I have a bunch of .ipa files and I\'ve used a script to resign them.

So how can check the provisioning profile/signing certificate to conform they are using the corr

Answer 1

If you are trying to determine if a specific certificate was used to sign an .ipa, you can do the following:

If you are comfortable with python, you can use this script that I created to compare the certificate(s) embedded in the .ipa to one that you have.

https://gist.github.com/ronsims2/1b7a8b9e15898f9406788988106b2f78

python ipa_cert_checker.py /Users/janedoe/Dcouments/Foobar.ipa /Users/janedoe/Dcouments/barfoo.cer

Alternatively, you can do what the script does manually from the command line of your Mac.

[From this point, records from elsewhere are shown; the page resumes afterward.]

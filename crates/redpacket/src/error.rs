//! Error types for the red packet engine.
//!
//! This module defines the central `Error` enum, which captures every
//! reportable failure of the engine. Claiming an unknown or exhausted packet is
//! deliberately *not* represented here: it is a normal outcome and surfaces as
//! a claimed amount of `0`.
//!
//! ## Error Cases
//! - `InvalidRequest`: Creation parameters failed validation. Nothing was
//!   registered.
//! - `ChannelError`: An internal communication failure between a caller and a
//!   shard worker.
//! - `ClaimTimeout`: The caller stopped waiting for a claim. The share may
//!   still have been consumed by the worker.
//! - `ServiceShutdown`: A claim arrived while the service was shutting down.

use crate::types::PacketId;

pub type Result<T> = core::result::Result<T, Error>;

/// Unified error type for the red packet engine.
#[derive(Clone, thiserror::Error, Debug, PartialEq, Eq)]
pub enum Error {
    /// The request was malformed or violated a creation constraint.
    #[error("Invalid request: {reason}")]
    InvalidRequest { reason: String },

    /// Internal channel send/receive failure (e.g. a shard worker has exited).
    #[error("Channel error: {context}")]
    ChannelError { context: String },

    /// The caller's deadline expired before the shard worker replied.
    #[error("Claim on packet {packet_id} timed out")]
    ClaimTimeout { packet_id: PacketId },

    /// The service is in the process of shutting down.
    #[error("Service is shutting down")]
    ServiceShutdown,
}

impl Error {
    pub(crate) fn invalid(reason: impl Into<String>) -> Self {
        Self::InvalidRequest {
            reason: reason.into(),
        }
    }
}
use tracing_subscriber::{layer::SubscriberExt, util::SubscriberInitExt, EnvFilter};

fn default_filter(verbose: bool) -> EnvFilter {
    let fallback = if verbose {
        "as3_deploy=debug,info"
    } else {
        "as3_deploy=info"
    };
    EnvFilter::try_from_default_env().unwrap_or_else(|_| EnvFilter::new(fallback))
}

pub fn init_cli_logger(verbose: bool) {
    tracing_subscriber::registry()
        .with(default_filter(verbose))
        .with(
            tracing_subscriber::fmt::layer()
                .with_writer(std::io::stderr)
                .with_target(false)
                .with_thread_ids(false)
                .with_file(false)
                .with_line_number(false)
                .compact(),
        )
        .init();
}

/// JSON lines on stderr, for runs driven by CI or another orchestrator.
pub fn init_json_logger(verbose: bool) {
    tracing_subscriber::registry()
        .with(default_filter(verbose))
        .with(
            tracing_subscriber::fmt::layer()
                .with_writer(std::io::stderr)
                .with_target(false)
                .with_thread_ids(false)
                .with_file(false)
                .with_line_number(false)
                .json(),
        )
        .init();
}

1. Unzip the IPA archive. It will produce a folder called "Payload".

   unzip Foobar.ipa

2. Read the embedded provisioning information. Note the package/folder inside of the Payload directory is named the same as the .ipa except with the .app extension.

   security cms -Di Payload/Foobar.app/embedded.mobileprovision

In the output of the above command, the certificate(s) are embedded in the array data elements associated with the key "DeveloperCertificates" as a base64 string. 3. Copy the certificate(s) (do not include the xml tags and make sure there is no extra whitespace) and save them to a convenient location as text. In this example I will call it "cert_from_foobar.txt"

4. Base64 encode the known certificate and save the output to a file.

   base64 barfoo.cer > barfoo.txt

5. Compare the known certificate to the embedded one(s) you saved. cmp cert_from_foobar.txt barfoo.txt || echo 'These files are NOT the same.'

If they are the same you will not see any message.